There are 22 standard operation procedures for the vertical farm. “The food processing is automated, the seeding is automated, the harvesting is automated, the packaging is automated,” Rosenberg says. “There is just an incredible amount of thoughtfulness put in to this operation. We are taking over 10,000 data points from seed to harvest, and by the time we are fully up and operating I believe that we are going to have over 8 million data points a day. And I believe that number is going to actually double by the end of the year. No one else in the world is doing this.”
Why Newark? “The city has been great to me, and the state has been great to me and I just wanted to give back,” Rosenberg says. “And Newark is close to a lot of major markets — like New York — and a big customer base.”
NJEDA took the leap to partner with Rosenberg in what could be considered a risky business venture.
But the organization felt insulated from financial disaster because all of their incentive programs are performance based, says Tim Lizura, president and COO of NJEDA. “It may be a novel technology, but because our incentives happen annually each year after the company has performed that year’s obligations, we don’t have that risk,” he says.
ACADEMIA LEARNS TO LEAD
The effort to revitalize Newark doesn’t end with this one-of-a-kind development. Lizura says that another example of the revitalization of the urban core of Newark is the connection between Rutgers University-Newark campus and downtown.

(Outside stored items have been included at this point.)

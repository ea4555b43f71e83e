//! # basalt-sql-core
//!
//! A dialect-aware SQL query builder: assemble relational queries as a
//! typed expression tree, then render the tree into a dialect-specific
//! SQL string paired with a positional argument vector ready for a
//! database driver.
//!
//! Supported platforms: PostgreSQL, MySQL, MariaDB, SQLite and SQL
//! Server. Their syntactic divergences live behind one expression
//! model; a [`dialect::Platform`] tag selects the matching writer and
//! escaper pair.
//!
//! This crate builds and renders SQL. It does not execute it: drivers,
//! connections, transactions and row hydration are the caller's
//! business.
//!
//! ## Building and preparing a query
//!
//! ```rust
//! use basalt_sql_core::{select, Expression, SqlWriter, StandardWriter};
//!
//! let query = select()
//!     .column(Expression::column("a"))
//!     .from(Expression::table("t"))
//!     .where_clause(Expression::column("a").eq(Expression::value(1)));
//!
//! let writer = StandardWriter::default();
//! let prepared = writer.prepare(query.into()).unwrap();
//!
//! assert_eq!(prepared.sql, "select \"a\"\nfrom \"t\"\nwhere \"a\" = ?");
//! assert_eq!(prepared.arguments.len(), 1);
//! ```
//!
//! Builders never render; all SQL is produced inside
//! [`SqlWriter::prepare`], which threads a fresh [`writer::WriterContext`]
//! through the tree and collects every bound value into the
//! [`ArgumentBag`] in placeholder order.
//!
//! ## Raw SQL fragments
//!
//! Raw templates are the escape hatch. `?` and `?::type` consume
//! positional arguments (the type drives the converter), `??` is an
//! escaped question mark, and anything inside the dialect's string
//! spans is left alone:
//!
//! ```rust
//! use basalt_sql_core::ast::RawArg;
//! use basalt_sql_core::{Expression, SqlWriter, StandardWriter};
//!
//! let writer = StandardWriter::default();
//! let raw = Expression::raw("select ? + ?::int", vec![RawArg::from(1), RawArg::from("2")]);
//! let prepared = writer.prepare(raw.into()).unwrap();
//!
//! assert_eq!(prepared.sql, "select ? + ?");
//! assert_eq!(prepared.arguments.len(), 2);
//! ```
//!
//! ## Dialects
//!
//! ```rust
//! use std::sync::Arc;
//!
//! use basalt_sql_core::convert::Converter;
//! use basalt_sql_core::{select, Expression, Platform, SqlWriter};
//!
//! let converter = Arc::new(Converter::new());
//! let writer = "postgresql".parse::<Platform>().unwrap().writer(converter);
//!
//! let query = select()
//!     .column(Expression::column("id"))
//!     .from(Expression::table("users"))
//!     .where_clause(Expression::column("id").eq(Expression::value(7)));
//!
//! let prepared = writer.prepare(query.into()).unwrap();
//! assert_eq!(prepared.sql, "select \"id\"\nfrom \"users\"\nwhere \"id\" = $1");
//! ```
//!
//! The converter is the only long-lived shared state; configure its
//! plugin registry during setup and share it across writers with an
//! `Arc`. Every render builds its own context, so independent renders
//! may run on independent threads.

pub mod ast;
pub mod builder;
pub mod convert;
pub mod dialect;
pub mod error;
pub mod value;
pub mod writer;

pub use ast::{Expression, SelectQuery, WhereExpr};
pub use builder::{delete, insert, merge, select, update};
pub use dialect::{
    Escaper, MssqlWriter, MysqlWriter, Platform, PostgresWriter, SqliteWriter, StandardEscaper,
    StandardWriter,
};
pub use error::{QueryBuilderError, Result};
pub use value::{SqlValue, ToSqlValue};
pub use writer::{ArgumentBag, PrepareInput, SqlString, SqlWriter, WriterContext};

Rutgers is committed to spending $25 million to put its arts program downtown in the vacant Hahne & Co. department store, which is also soon to be home to Whole Foods, office space and rental apartments.
The university has also committed to construct new housing for graduate students and mixed use development along the New Street corridor to downtown Newark. “And that is the biggest development I have seen in my 20 years here,” Lizura says. “That corridor connecting the university to downtown is really a game changer.”
Partnerships between the higher education system and economic development groups is also fueling revitalizations in Reno, Nevada.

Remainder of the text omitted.